The residuals should also be normally distributed. You can check this by making a normal quantile-quantile (QQ) plot. If the points fall along a straight line, the distribution is approximately normal.

qqnorm(resid(ears.lmer))
qqline(resid(ears.lmer)) 
shapiro.test(resid(ears.lmer))

What do you conclude ?

Tolerance data set2

We take again a look at the tolerance dataset and will have now a new look on it with mixed effect modelling.

library(lattice)
library(nlme)
library(splines)

multi-level / mixed-effects modeling

Let’s begin by assessing the need for a multi-level model First, we will fit a baseline model (only including an intercept) using ML Next, we will fit another model that allows intercepts to vary between clusters (i.e. a random intercept model) finally we compare the two models to see if the fit has improved as a result of allowing intercepts to vary

Fit the 1st model

Simplest model, also called null model.

fit.01 <- gls(tolerance ~ 1, data=tolerance_tidy, method="ML")
summary(fit.01)

# plot fit.01
plot(tolerance_tidy$age, tolerance_tidy$tolerance, ylim=c(0,4), ylab="tolerance", xlab="age")
fit.01$coefficients
abline(h=1.619375, col="red", lwd=2)

Fit the 2nd model

Now we put a random effect that is linked to the ids of the kids. This assumes that there is no change true time in the answer to the tolerance in kids, however kids ID matter, i.e. some kids will start higher and some lower and will stay high respectively low in their tolerance to deviant behaviour.

fit.02 <- lme(tolerance ~ 1, random = (~ 1 | id), data=tolerance_tidy, method="ML")
summary(fit.02)
fit.02$coefficients

# plot fit.02 for patient "978" and compare with fit.01
plot(tolerance_tidy$age, tolerance_tidy$tolerance, ylim=c(0,4), ylab="tolerance", xlab="age")
points(tolerance_tidy$age[tolerance_tidy$id=="978"], tolerance_tidy$tolerance[tolerance_tidy$id=="978"], col="blue", pch=16)
fit.02$coefficients
abline(h = fit.02$coefficients$fixed, col="red", lwd=2)
fit.02$coefficients$fixed + unlist(fit.02$coefficients$random)[12]
abline(h = fit.02$coefficients$fixed + unlist(fit.02$coefficients$random)[12], col="blue", lwd=2)

# plot fit.02 for all individual
plot(tolerance_tidy$age, tolerance_tidy$tolerance, ylim=c(0,4), ylab="tolerance", xlab="age")
abline(h = fit.02$coefficients$fixed + unlist(fit.02$coefficients$random), col="blue", lwd=2)

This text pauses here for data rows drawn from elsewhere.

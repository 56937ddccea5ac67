use std::io::Read;

use serde::{Deserialize, Serialize};
use tch::nn::Init;

use crate::error::{ConfigurationError, EncoderError};
use crate::precision::Dtype;

/// The mode in which the encoder is used.
#[derive(Clone, Copy, Debug, Deserialize, Eq, PartialEq, Serialize)]
#[serde(rename_all = "snake_case")]
pub enum Mode {
    /// Teacher-forced decoding with dropout.
    Train,

    /// Teacher-forced decoding without dropout.
    Eval,

    /// Greedy generation from seed tokens.
    Infer,
}

impl Mode {
    /// Returns `true` if dropout should be applied.
    pub fn is_train(self) -> bool {
        self == Mode::Train
    }
}

/// Recurrent cell types.
#[derive(Clone, Copy, Debug, Deserialize, Eq, PartialEq, Serialize)]
#[serde(rename_all = "snake_case")]
pub enum CellType {
    Gru,
    Lstm,
}

/// Parameters of a single recurrent cell.
#[derive(Clone, Debug, Deserialize, PartialEq, Serialize)]
#[serde(deny_unknown_fields)]
pub struct CellParams {
    /// Output (hidden state) size of the cell.
    pub num_units: i64,

    /// Bias that is added to the LSTM forget gate.
    #[serde(default = "default_forget_bias")]
    pub forget_bias: f64,

    /// Apply layer normalization to the LSTM gates and memory.
    #[serde(default)]
    pub layer_norm: bool,

    #[serde(default = "default_layer_norm_eps")]
    pub layer_norm_eps: f64,

    /// Keep probability of the recurrent weights (DropConnect).
    ///
    /// The weight mask is sampled once per sequence.
    #[serde(default = "default_keep_prob")]
    pub recurrent_keep_prob: f64,
}

impl CellParams {
    /// Cell parameters with the given number of units and defaults
    /// for everything else.
    pub fn with_num_units(num_units: i64) -> Self {
        CellParams {
            num_units,
            forget_bias: default_forget_bias(),
            layer_norm: false,
            layer_norm_eps: default_layer_norm_eps(),
            recurrent_keep_prob: default_keep_prob(),
        }
    }

    fn validate(&self, option: &'static str) -> Result<(), ConfigurationError> {
        check_positive(option, self.num_units)?;
        check_keep_prob(option, self.recurrent_keep_prob)
    }
}

fn default_forget_bias() -> f64 {
    1.0
}

fn default_layer_norm_eps() -> f64 {
    1e-5
}

fn default_keep_prob() -> f64 {
    1.0
}

/// Weight regularizer types.
#[derive(Clone, Copy, Debug, Deserialize, Eq, PartialEq, Serialize)]
#[serde(rename_all = "snake_case")]
pub enum RegularizerKind {
    L1,
    L1L2,
    L2,
}

/// Parameters used to instantiate a regularizer.
///
/// `l1` and `l2` use `scale`, `l1_l2` uses `scale_l1` and `scale_l2`.
#[derive(Clone, Debug, Default, Deserialize, PartialEq, Serialize)]
#[serde(deny_unknown_fields)]
pub struct RegularizerParams {
    pub scale: Option<f64>,
    pub scale_l1: Option<f64>,
    pub scale_l2: Option<f64>,
}

/// Parameter initializers for the embeddings and the output projection.
#[derive(Clone, Debug, Deserialize, PartialEq, Serialize)]
#[serde(deny_unknown_fields, rename_all = "snake_case", tag = "type")]
pub enum InitializerConfig {
    /// Uniform in *±sqrt(6 / (fan_in + fan_out))*.
    GlorotUniform,

    Normal { mean: f64, stdev: f64 },

    Uniform { lo: f64, up: f64 },
}

impl InitializerConfig {
    /// Get the initializer for a matrix with the given fan-in and fan-out.
    pub fn init(&self, fan_in: i64, fan_out: i64) -> Init {
        match *self {
            InitializerConfig::GlorotUniform => {
                let limit = (6. / (fan_in + fan_out) as f64).sqrt();
                Init::Uniform {
                    lo: -limit,
                    up: limit,
                }
            }
            InitializerConfig::Normal { mean, stdev } => Init::Randn { mean, stdev },
            InitializerConfig::Uniform { lo, up } => Init::Uniform { lo, up },
        }
    }
}

impl Default for InitializerConfig {
    fn default() -> Self {
        InitializerConfig::GlorotUniform
    }
}

/// Configuration provided by the model that owns the encoder.
///
/// Options that are not set on the encoder itself are inherited from
/// the model when the encoder is built.
#[derive(Clone, Debug, Default, Deserialize, PartialEq, Serialize)]
#[serde(deny_unknown_fields)]
pub struct ModelConfig {
    #[serde(default)]
    pub dtype: Dtype,

    pub initializer: Option<InitializerConfig>,

    pub regularizer: Option<RegularizerKind>,

    #[serde(default)]
    pub regularizer_params: RegularizerParams,
}

/// AWD-LSTM encoder configuration.
#[derive(Clone, Debug, Deserialize, PartialEq, Serialize)]
#[serde(deny_unknown_fields)]
pub struct EncoderConfig {
    /// Batch size in training and evaluation. In inference, the batch
    /// size is the number of seed tokens and this option is not used.
    #[serde(default)]
    pub batch_size: Option<i64>,

    /// Recurrent cell type of all layers.
    pub core_cell: CellType,

    /// Parameters of the cells.
    pub core_cell_params: CellParams,

    /// Numeric precision, inherited from the model when absent.
    pub dtype: Option<Dtype>,

    pub emb_size: i64,

    /// Keep probability of the input of all but the last layer.
    #[serde(default = "default_keep_prob")]
    pub encoder_dp_input_keep_prob: f64,

    /// Keep probability of the output of all but the last layer.
    #[serde(default = "default_keep_prob")]
    pub encoder_dp_output_keep_prob: f64,

    /// Keep probability of the embedding matrix.
    #[serde(default = "default_keep_prob")]
    pub encoder_emb_keep_prob: f64,

    /// Keep probability of the input of the last layer.
    #[serde(default = "default_keep_prob")]
    pub encoder_last_input_keep_prob: f64,

    /// Keep probability of the output of the last layer.
    #[serde(default = "default_keep_prob")]
    pub encoder_last_output_keep_prob: f64,

    /// Number of recurrent layers.
    pub encoder_layers: i64,

    pub encoder_use_skip_connections: bool,

    /// Generation stops when every sequence has produced this token.
    pub end_token: i64,

    /// Use a bias in the output projection.
    #[serde(default = "default_true")]
    pub fc_use_bias: bool,

    /// Initializer, inherited from the model when absent.
    pub initializer: Option<InitializerConfig>,

    /// Parameters of the last cell, used when weights are tied.
    pub last_cell_params: Option<CellParams>,

    /// Name of the parameter scope of the encoder.
    #[serde(default = "default_name")]
    pub name: String,

    /// Maximum number of generated tokens in inference.
    pub num_tokens_gen: Option<i64>,

    pub output_dim: i64,

    /// Regularizer, inherited from the model when absent.
    pub regularizer: Option<RegularizerKind>,

    pub regularizer_params: Option<RegularizerParams>,

    /// Probability of feeding the previous prediction rather than the
    /// ground truth when `schedule_learning` is enabled.
    #[serde(default)]
    pub sampling_prob: f64,

    /// Use scheduled sampling in training and evaluation.
    #[serde(default)]
    pub schedule_learning: bool,

    /// Tokens to start generation from, one per sequence.
    pub seed_tokens: Option<Vec<i64>>,

    /// Sequence tensors have shape `[time, batch]` rather than
    /// `[batch, time]`.
    #[serde(default)]
    pub time_major: bool,

    /// Move per-step outputs to host memory while decoding.
    #[serde(default)]
    pub use_swap_memory: bool,

    /// Hold dropout masks fixed across the time steps of a sequence.
    #[serde(default)]
    pub variational_recurrent: bool,

    pub vocab_size: i64,

    /// Use the transposed output projection as the embedding matrix.
    #[serde(default)]
    pub weight_tied: bool,
}

pub(crate) const DEFAULT_MAX_GENERATED_TOKENS: i64 = 200;

fn default_name() -> String {
    "rnn_encoder_awd".to_string()
}

fn default_true() -> bool {
    true
}

impl EncoderConfig {
    /// Parameters of the last cell of the stack.
    ///
    /// With weight tying, the last cell must produce states of the
    /// embedding size, so it uses `last_cell_params`. Otherwise all
    /// cells use `core_cell_params`.
    pub fn last_layer_params(&self) -> Result<&CellParams, ConfigurationError> {
        if self.weight_tied {
            self.last_cell_params
                .as_ref()
                .ok_or(ConfigurationError::MissingOption("last_cell_params"))
        } else {
            Ok(&self.core_cell_params)
        }
    }

    /// Maximum number of tokens to generate in inference.
    pub fn max_generated_tokens(&self) -> i64 {
        self.num_tokens_gen.unwrap_or(DEFAULT_MAX_GENERATED_TOKENS)
    }

    /// Validate the configuration for use in the given mode.
    pub fn validate(&self, mode: Mode) -> Result<(), ConfigurationError> {
        check_positive("vocab_size", self.vocab_size)?;
        check_positive("emb_size", self.emb_size)?;
        check_positive("encoder_layers", self.encoder_layers)?;
        match (mode, self.batch_size) {
            (_, Some(batch_size)) => check_positive("batch_size", batch_size)?,
            (Mode::Infer, None) => (),
            (Mode::Train, None) | (Mode::Eval, None) => {
                return Err(ConfigurationError::MissingOption("batch_size"))
            }
        }
        check_positive("output_dim", self.output_dim)?;

        self.core_cell_params.validate("core_cell_params")?;
        if let Some(ref params) = self.last_cell_params {
            params.validate("last_cell_params")?;
        }
        self.last_layer_params()?;

        check_keep_prob("encoder_dp_input_keep_prob", self.encoder_dp_input_keep_prob)?;
        check_keep_prob(
            "encoder_dp_output_keep_prob",
            self.encoder_dp_output_keep_prob,
        )?;
        check_keep_prob(
            "encoder_last_input_keep_prob",
            self.encoder_last_input_keep_prob,
        )?;
        check_keep_prob(
            "encoder_last_output_keep_prob",
            self.encoder_last_output_keep_prob,
        )?;
        check_keep_prob("encoder_emb_keep_prob", self.encoder_emb_keep_prob)?;

        if !(0.0..=1.0).contains(&self.sampling_prob) {
            return Err(ConfigurationError::InvalidProbability {
                option: "sampling_prob",
                range: "[0, 1]",
                value: self.sampling_prob,
            });
        }

        check_positive("num_tokens_gen", self.max_generated_tokens())?;
        self.check_token("end_token", self.end_token)?;

        if mode == Mode::Infer {
            let seed_tokens = self
                .seed_tokens
                .as_ref()
                .ok_or(ConfigurationError::MissingOption("seed_tokens"))?;
            if seed_tokens.is_empty() {
                return Err(ConfigurationError::MissingOption("seed_tokens"));
            }
            for &token in seed_tokens {
                self.check_token("seed_tokens", token)?;
            }
        }

        Ok(())
    }

    pub(crate) fn check_token(&self, option: &'static str, token: i64) -> Result<(), ConfigurationError> {
        if token < 0 || token >= self.vocab_size {
            return Err(ConfigurationError::TokenOutOfVocabulary {
                option,
                token,
                vocab_size: self.vocab_size,
            });
        }

        Ok(())
    }
}

fn check_keep_prob(option: &'static str, value: f64) -> Result<(), ConfigurationError> {
    if value <= 0.0 || value > 1.0 {
        return Err(ConfigurationError::InvalidProbability {
            option,
            range: "(0, 1]",
            value,
        });
    }

    Ok(())
}

fn check_positive(option: &'static str, value: i64) -> Result<(), ConfigurationError> {
    if value <= 0 {
        return Err(ConfigurationError::NonPositive { option, value });
    }

    Ok(())
}

/// Configuration file with the model and encoder sections.
#[derive(Clone, Debug, Deserialize, PartialEq, Serialize)]
#[serde(deny_unknown_fields)]
pub struct Config {
    #[serde(default)]
    pub model: ModelConfig,

    pub encoder: EncoderConfig,
}

pub trait TomlRead
where
    Self: Sized,
{
    fn from_toml_read(read: impl Read) -> Result<Self, EncoderError>;
}

impl TomlRead for Config {
    fn from_toml_read(mut read: impl Read) -> Result<Self, EncoderError> {
        let mut data = String::new();
        read.read_to_string(&mut data)?;
        let config: Config = toml::from_str(&data)?;
        Ok(config)
    }
}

Compare the two using AIC, BIC, and likelihood-ratio(LR)

anova(fit.01,fit.02)

Keeping in mind that the assumptions of the LR test is that: i) models were fit using ML ii) model are nested both assumption were met and p-val<0.05; therefore we can conclude that allowing for random intercepts significantly improved the fit

Fit the 3rd model

What if instead of random intercepts, we had allowed for random slopes? We have no reason to believe that individuals should share a baseline value (i.e. fixed intercept), but let’s try it anyways for the sake of completeness. This model will assume that there is a fixed intercept, therefore all the fitted lines start at the same height. But we say that time influences the results of the tolerance. How would you model it?

Answer

fit.03 <- gls(tolerance ~ time, data=tolerance_tidy, method="ML") # using centered age (i.e.     time) for increased interpretability
summary(fit.03)

# plot fit.03
plot(tolerance_tidy$age, tolerance_tidy$tolerance, ylim=c(0,4), ylab="tolerance",     xlab="age")
fit.03$coefficients
abline( gls(tolerance ~ age, data=tolerance_tidy, method="ML"), col="red", lwd=2)

Fit the 4th model

What if the tolerance can be explained by time, but that the changes through time are dependant on the kid. But we expect the intercept to be the same for all individuals.

Answer

fit.04 <- lme(tolerance ~ time, random = (~ -1 + time | id), data=tolerance_tidy,     method="ML")
summary(fit.04)
fit.04$coefficients

# plot fit.04 for patient "978" and compare with fit.03
plot(tolerance_tidy$age, tolerance_tidy$tolerance, ylim=c(0,4), ylab="tolerance", xlab="age")
points(tolerance_tidy$age[tolerance_tidy$id=="978"], tolerance_tidy$tolerance[tolerance_tidy$id=="978"], col="blue", pch=16)
abline(lm(tolerance ~ age, data=tolerance_tidy), col="red", lwd=2)
predict.fit.04 <- predict(fit.04, newdata=data.frame(time=seq(0,4,length.out=100), id="978"))
lines(seq(11,15,length.out=100), predict.fit.04, col="blue", lwd=2)

# plot fit.04 for all individuals
plot(tolerance_tidy$age, tolerance_tidy$tolerance, ylim=c(0,4), ylab="tolerance", xlab="age")
id <- as.character(unique(tolerance_untidy$id))
for (i in 1:length(id)) {
 predict.fit.04 <- predict(fit.04, newdata=data.frame(time=seq(0,4,length.out=100), id=id[i]))
 lines(seq(11,15,length.out=100), predict.fit.04, col="blue", lwd=1)
}

compare the two using AIC, BIC, and LR

anova(fit.03,fit.04)

Fit the 5th model

What if instead we had allowed for both random intercepts and random slopes? This means kids do not all start at the same tolerance level, tolerance changes through time but also each kids way of changing true time is significantly different.

Answer

fit.05 <- lme(tolerance ~ time, random = (~ time | id), data=tolerance_tidy, method="ML")
summary(fit.05)


# extract both fixed and random parameters
fit.05$coefficients
coef(fit.05) # only fixed parameters
ranef(fit.05) # only random parameters

compare the two using likelihood-ratio(LR)

anova(fit.03,fit.05)
# Based on what we saw above, can you plot these fitted models? (i.e. fit.03 and fit.05)

Fit the 6th model

Now let’s bring in additional covariates.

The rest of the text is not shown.